Collected data entries –
-*-*-

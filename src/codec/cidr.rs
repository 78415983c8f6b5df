use std::cmp::Ordering;
use std::fmt;
use std::net::Ipv4Addr;
use std::str::FromStr;

#[cfg(feature = "serde")]
use serde::{Deserialize, Serialize};
use thiserror::Error;

use super::{BitPath, KeyCodec};

#[derive(Error, Debug, Clone, PartialEq, Eq)]
pub enum CidrParseError {
    #[error("invalid IPv4 address `{0}`")]
    InvalidAddress(String),
    #[error("invalid prefix length `{0}`")]
    InvalidPrefixLength(String),
}

/// An IPv4 network: address plus mask length, with host bits cleared.
///
/// Ordering is by network address, and for equal addresses the wider mask
/// first. That is exactly bit-path order, so `Cidr4Codec` reuses it.
#[derive(Clone, Copy, PartialEq, Eq, Hash, PartialOrd, Ord)]
#[cfg_attr(feature = "serde", derive(Serialize, Deserialize))]
#[cfg_attr(feature = "serde", serde(try_from = "String", into = "String"))]
pub struct Cidr4 {
    addr: u32,
    len: u8,
}

#[inline]
fn mask(len: u8) -> u32 {
    if len == 0 {
        0
    } else {
        u32::MAX << (32 - u32::from(len))
    }
}

impl Cidr4 {
    /// Host bits of `addr` beyond `len` are cleared.
    pub fn new(addr: Ipv4Addr, len: u8) -> Result<Self, CidrParseError> {
        if len > 32 {
            return Err(CidrParseError::InvalidPrefixLength(len.to_string()));
        }
        Ok(Self::from_bits(u32::from(addr), len))
    }

    /// # Panics
    /// If `len > 32`.
    pub fn from_bits(addr: u32, len: u8) -> Self {
        assert!(len <= 32, "prefix length {len} exceeds 32");
        Self {
            addr: addr & mask(len),
            len,
        }
    }

    /// A single host (`/32`).
    pub fn host(addr: Ipv4Addr) -> Self {
        Self::from_bits(u32::from(addr), 32)
    }

    pub fn address(&self) -> Ipv4Addr {
        Ipv4Addr::from(self.addr)
    }

    pub fn bits(&self) -> u32 {
        self.addr
    }

    pub fn prefix_len(&self) -> u8 {
        self.len
    }

    /// Whether `other` lies inside this network (including equality).
    pub fn contains(&self, other: &Cidr4) -> bool {
        self.len <= other.len && other.addr & mask(self.len) == self.addr
    }
}

impl FromStr for Cidr4 {
    type Err = CidrParseError;

    /// Accepts `a.b.c.d/n`, or a bare address meaning `/32`.
    fn from_str(s: &str) -> Result<Self, Self::Err> {
        let (addr, len) = match s.split_once('/') {
            Some((addr, len)) => {
                let len = len
                    .parse::<u8>()
                    .map_err(|_| CidrParseError::InvalidPrefixLength(len.to_owned()))?;
                (addr, len)
            }
            None => (s, 32),
        };
        let addr = addr
            .parse::<Ipv4Addr>()
            .map_err(|_| CidrParseError::InvalidAddress(addr.to_owned()))?;
        Cidr4::new(addr, len)
    }
}

impl TryFrom<String> for Cidr4 {
    type Error = CidrParseError;

    fn try_from(s: String) -> Result<Self, Self::Error> {
        s.parse()
    }
}

impl From<Cidr4> for String {
    fn from(cidr: Cidr4) -> Self {
        cidr.to_string()
    }
}

impl fmt::Display for Cidr4 {
    fn fmt(&self, f: &mut fmt::Formatter<'_>) -> fmt::Result {
        write!(f, "{}/{}", self.address(), self.len)
    }
}

impl fmt::Debug for Cidr4 {
    fn fmt(&self, f: &mut fmt::Formatter<'_>) -> fmt::Result {
        fmt::Display::fmt(self, f)
    }
}

/// Bit codec for [`Cidr4`]: the first `prefix_len` address bits, MSB first.
#[derive(Clone, Copy, Debug, Default, PartialEq, Eq)]
pub struct Cidr4Codec;

impl KeyCodec<Cidr4> for Cidr4Codec {
    #[inline]
    fn length(&self, key: &Cidr4) -> usize {
        usize::from(key.len)
    }

    #[inline]
    fn is_left(&self, key: &Cidr4, index: usize) -> bool {
        debug_assert!(index < 32);
        key.addr & (0x8000_0000 >> index) == 0
    }

    fn recreate_key(&self, path: &BitPath) -> Cidr4 {
        let mut octets = [0u8; 4];
        for (dst, src) in octets.iter_mut().zip(path.as_bytes()) {
            *dst = *src;
        }
        let len = u8::try_from(path.len()).unwrap_or(u8::MAX).min(32);
        Cidr4::from_bits(u32::from_be_bytes(octets), len)
    }

    fn compare(&self, a: &Cidr4, b: &Cidr4) -> Ordering {
        a.cmp(b)
    }
}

-*-*-

WHAT YOU HAVE TO DO –
Write down every line of the data exactly as it appears above.

SOLUTION BELOW –
filename src/codec/cidr.rs
repository 78415983c8f6b5df
use std::cmp::Ordering;
use std::fmt;
use std::net::Ipv4Addr;
use std::str::FromStr;

#[cfg(feature = "serde")]
use serde::{Deserialize, Serialize};
use thiserror::Error;

use super::{BitPath, KeyCodec};

#[derive(Error, Debug, Clone, PartialEq, Eq)]
pub enum CidrParseError {
    #[error("invalid IPv4 address `{0}`")]
    InvalidAddress(String),
    #[error("invalid prefix length `{0}`")]
    InvalidPrefixLength(String),
}

/// An IPv4 network: address plus mask length, with host bits cleared.
///
/// Ordering is by network address, and for equal addresses the wider mask
/// first. That is exactly bit-path order, so `Cidr4Codec` reuses it.
#[derive(Clone, Copy, PartialEq, Eq, Hash, PartialOrd, Ord)]
#[cfg_attr(feature = "serde", derive(Serialize, Deserialize))]
#[cfg_attr(feature = "serde", serde(try_from = "String", into = "String"))]
pub struct Cidr4 {
    addr: u32,
    len: u8,
}

#[inline]
fn mask(len: u8) -> u32 {
    if len == 0 {
        0
    } else {
        u32::MAX << (32 - u32::from(len))
    }
}

impl Cidr4 {
    /// Host bits of `addr` beyond `len` are cleared.
    pub fn new(addr: Ipv4Addr, len: u8) -> Result<Self, CidrParseError> {
        if len > 32 {
            return Err(CidrParseError::InvalidPrefixLength(len.to_string()));
        }
        Ok(Self::from_bits(u32::from(addr), len))
    }

    /// # Panics
    /// If `len > 32`.
    pub fn from_bits(addr: u32, len: u8) -> Self {
        assert!(len <= 32, "prefix length {len} exceeds 32");
        Self {
            addr: addr & mask(len),
            len,
        }
    }

    /// A single host (`/32`).
    pub fn host(addr: Ipv4Addr) -> Self {
        Self::from_bits(u32::from(addr), 32)
    }

    pub fn address(&self) -> Ipv4Addr {
        Ipv4Addr::from(self.addr)
    }

    pub fn bits(&self) -> u32 {
        self.addr
    }

    pub fn prefix_len(&self) -> u8 {
        self.len
    }

    /// Whether `other` lies inside this network (including equality).
    pub fn contains(&self, other: &Cidr4) -> bool {
        self.len <= other.len && other.addr & mask(self.len) == self.addr
    }
}

impl FromStr for Cidr4 {
    type Err = CidrParseError;

    /// Accepts `a.b.c.d/n`, or a bare address meaning `/32`.
    fn from_str(s: &str) -> Result<Self, Self::Err> {
        let (addr, len) = match s.split_once('/') {
            Some((addr, len)) => {
                let len = len
                    .parse::<u8>()
                    .map_err(|_| CidrParseError::InvalidPrefixLength(len.to_owned()))?;
                (addr, len)
            }
            None => (s, 32),
        };
        let addr = addr
            .parse::<Ipv4Addr>()
            .map_err(|_| CidrParseError::InvalidAddress(addr.to_owned()))?;
        Cidr4::new(addr, len)
    }
}

impl TryFrom<String> for Cidr4 {
    type Error = CidrParseError;

    fn try_from(s: String) -> Result<Self, Self::Error> {
        s.parse()
    }
}

impl From<Cidr4> for String {
    fn from(cidr: Cidr4) -> Self {
        cidr.to_string()
    }
}

impl fmt::Display for Cidr4 {
    fn fmt(&self, f: &mut fmt::Formatter<'_>) -> fmt::Result {
        write!(f, "{}/{}", self.address(), self.len)
    }
}

impl fmt::Debug for Cidr4 {
    fn fmt(&self, f: &mut fmt::Formatter<'_>) -> fmt::Result {
        fmt::Display::fmt(self, f)
    }
}

/// Bit codec for [`Cidr4`]: the first `prefix_len` address bits, MSB first.
#[derive(Clone, Copy, Debug, Default, PartialEq, Eq)]
pub struct Cidr4Codec;

impl KeyCodec<Cidr4> for Cidr4Codec {
    #[inline]
    fn length(&self, key: &Cidr4) -> usize {
        usize::from(key.len)
    }

    #[inline]
    fn is_left(&self, key: &Cidr4, index: usize) -> bool {
        debug_assert!(index < 32);
        key.addr & (0x8000_0000 >> index) == 0
    }

    fn recreate_key(&self, path: &BitPath) -> Cidr4 {
        let mut octets = [0u8; 4];
        for (dst, src) in octets.iter_mut().zip(path.as_bytes()) {
            *dst = *src;
        }
        let len = u8::try_from(path.len()).unwrap_or(u8::MAX).min(32);
        Cidr4::from_bits(u32::from_be_bytes(octets), len)
    }

    fn compare(&self, a: &Cidr4, b: &Cidr4) -> Ordering {
        a.cmp(b)
    }
}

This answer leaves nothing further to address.